US origin myths

          by Roxanne Dunbar-Ortiz
Ortiz is Professor of Ethnic and Women's Studies at California State University, Hayward.
She is the author of Red Dirt: Growing up Okie; Roots of Resistance: Land; Tenure in New Mexico,
The Great Sioux Nation and Indians of the Americas.


US ORIGIN MYTH based on white supremacy
is born (April 1997)
White supremacy is inseparable from the US origin story and the notion of patriotism in the US today.
It was Andrew Jackson who carried out the final solution against the indigenous people of the north American continent. It was during the 1820s, the Jackson era, that the unique white supremacist origin myth of the US was created. James F Cooper's re-invention of America in The Last of the Mohicans has become our official origin story. Herman Melville called Cooper ';our national novelist,' and of course he was the great hero of Walt Whitman who sang the song of the American super-race through empire. The origin myth has the frontier settlers replacing the native peoples, similar to the Afrikaner origin myth in South Africa.
In the end, only the Old Anglo Settlers are true Americans--all others are guests in good times and intruders and scapegoats in bad times.

Reconciling empire and liberty is an historic obsession of American political thinkers and historians. Thomas Jefferson had hailed America as an 'empire for liberty.' Andrew Jackson coined the phrase, 'extending the area of freedom' to describe the annexation of Texas, and the term, 'freedom,' itself became a euphemism for continental and world wide expansion.

 13 November 2004

The US left, historically and at the present, denies and rationalises the facts of the founding in order to continue the myth that the US is a benign democracy, viewing obvious contradictions as anomalies. The left refuses to recognise that the overseas imperialism that became evident in the 1898 war with Spain was only a further manifestation of the continental imperialism against the nations and peoples now known as Native Americans begun with this country’s founding, soon followed by the annexation of half of Mexico.

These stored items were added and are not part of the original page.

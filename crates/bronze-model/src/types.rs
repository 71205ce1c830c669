//! Logical column types supported by bronze schema manifests.

use std::fmt;
use std::str::FromStr;

use serde::{Deserialize, Serialize};

use crate::error::ModelError;

/// Largest decimal precision that fits a 128-bit unscaled value.
pub const MAX_DECIMAL_PRECISION: u8 = 38;

/// Column type declared in a schema manifest.
///
/// Names follow the engine vocabulary used by bronze tables (`long`,
/// `decimal(15,8)`, ...), parsed case-insensitively.
#[derive(Debug, Clone, Copy, PartialEq, Eq, Hash, Serialize, Deserialize)]
#[serde(try_from = "String", into = "String")]
pub enum DataType {
    /// 64-bit signed integer (`bigint`).
    Long,
    /// 32-bit signed integer.
    Integer,
    /// 64-bit IEEE float.
    Double,
    /// Fixed-point decimal with `precision` total digits, `scale` of them fractional.
    Decimal { precision: u8, scale: u8 },
    String,
    Boolean,
    /// Calendar date without time zone.
    Date,
}

impl DataType {
    /// Builds a decimal type, validating precision and scale.
    pub fn decimal(precision: u8, scale: u8) -> Result<Self, ModelError> {
        if precision == 0 || precision > MAX_DECIMAL_PRECISION {
            return Err(ModelError::InvalidType {
                value: format!("decimal({precision},{scale})"),
                reason: format!("precision must be between 1 and {MAX_DECIMAL_PRECISION}"),
            });
        }
        if scale > precision {
            return Err(ModelError::InvalidType {
                value: format!("decimal({precision},{scale})"),
                reason: "scale cannot exceed precision".to_string(),
            });
        }
        Ok(Self::Decimal { precision, scale })
    }
}

impl fmt::Display for DataType {
    fn fmt(&self, f: &mut fmt::Formatter<'_>) -> fmt::Result {
        match self {
            Self::Long => write!(f, "long"),
            Self::Integer => write!(f, "integer"),
            Self::Double => write!(f, "double"),
            Self::Decimal { precision, scale } => write!(f, "decimal({precision},{scale})"),
            Self::String => write!(f, "string"),
            Self::Boolean => write!(f, "boolean"),
            Self::Date => write!(f, "date"),
        }
    }
}

impl FromStr for DataType {
    type Err = ModelError;

    fn from_str(s: &str) -> Result<Self, Self::Err> {
        let normalized: String = s
            .chars()
            .filter(|c| !c.is_whitespace())
            .collect::<String>()
            .to_ascii_lowercase();

        match normalized.as_str() {
            "long" | "bigint" => return Ok(Self::Long),
            "integer" | "int" => return Ok(Self::Integer),
            "double" => return Ok(Self::Double),
            "string" => return Ok(Self::String),
            "boolean" | "bool" => return Ok(Self::Boolean),
            "date" => return Ok(Self::Date),
            _ => {}
        }

        let invalid = |reason: &str| ModelError::InvalidType {
            value: s.to_string(),
            reason: reason.to_string(),
        };

        let args = normalized
            .strip_prefix("decimal(")
            .and_then(|rest| rest.strip_suffix(')'))
            .ok_or_else(|| invalid("unknown type name"))?;
        let (precision, scale) = args
            .split_once(',')
            .ok_or_else(|| invalid("expected decimal(precision,scale)"))?;
        let precision: u8 = precision
            .parse()
            .map_err(|_| invalid("precision is not a number"))?;
        let scale: u8 = scale.parse().map_err(|_| invalid("scale is not a number"))?;
        Self::decimal(precision, scale)
    }
}

impl TryFrom<String> for DataType {
    type Error = ModelError;

    fn try_from(value: String) -> Result<Self, Self::Error> {
        value.parse()
    }
}

impl From<DataType> for String {
    fn from(value: DataType) -> Self {
        value.to_string()
    }
}
//! Bronze batch transformation.
//!
//! Turns the string-typed landing frames of a run into one typed Arrow
//! batch and enriches it for the bronze layer:
//!
//! - **cast**: by-name schema application with permissive parsing
//! - **metadata**: lineage and load columns (`file_path`, `RECORD_ID`, ...)
//! - **hash**: `HASH_KEY` over business keys, `HASH_VALUE` over attributes
//!
//! Hashes are computed over the canonical string form of each cell (see
//! [`canonical`]), so a digest can be recomputed from the table contents.

pub mod batch;
pub mod canonical;
pub mod cast;
pub mod error;
pub mod hash;
pub mod metadata;
pub mod parse;

pub use batch::{SourceSpan, TypedBatch, arrow_field, arrow_schema, arrow_type};
pub use cast::{CastReport, apply_schema};
pub use error::{Result, TransformError};
pub use hash::{add_hash_columns, attribute_hash, business_key_hash, md5_hex};
pub use metadata::{MetadataValues, add_metadata_columns};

We on the US left are stuck. We are stuck in a false past, and therefore are confused by the present. We can’t move forward. We tell others and ourselves lies, often claiming that it is necessary in order to “win” people over. There is a “left” and a “right” interpretation of the lie of US origins. No social or political vision, realistic or otherwise, no ordering of priorities can be conjured until we realise that this is serious business, this lie, and no good can come of it.

The majority of the US voting population is white and descendant of the old settler class, both the wealthy white, Anglo-Saxon protestants such as the Bush family, and the more numerous Scots-Irish “frontier” settlers—foot soldiers of the US empire—who comprise the majority of the southern states’ populations. I was born of and raised in the latter group in rural Oklahoma.

Comparing the Gulf wars with the Indian wars
Let’s take the first and second Gulf wars. Most of my left comrades named and names oil as the objective. I argue that these are “Indian wars”, a renewal of the birth of the nation by imperialism and genocide. The Second Armored Cavalry Regiment (ACR) is a self-contained elite army unit that most know as having been at the head of Patton’s Third Army when it crossed Europe during the Second World War.

In the first Gulf war, at that farcical stage called “the ground war”, the Second ACR led the tanks into Iraq. A retired commander of the ACR proudly told his TV interviewer that the unit was formed in the 1830s to fight the Seminoles and was responsible for finally defeating them in the Florida Everglades in 1836, in the third US war against the Seminoles over nearly two decades.

The first two wars were led by General Andrew Jackson, the third was under Jackson as commander in chief, elected president largely due to his role in those wars. Soon after, the five largest Native nations of the Southeast were forcibly expelled and driven to Indian territory or Oklahoma. Again in the second Gulf war, the Second ACR led the invasion of Iraq, this time, while waiting orders on the Kuwait border, painting themselves and doing “Indian dances” and “war whoops”, as observed by an Associated Press reporter.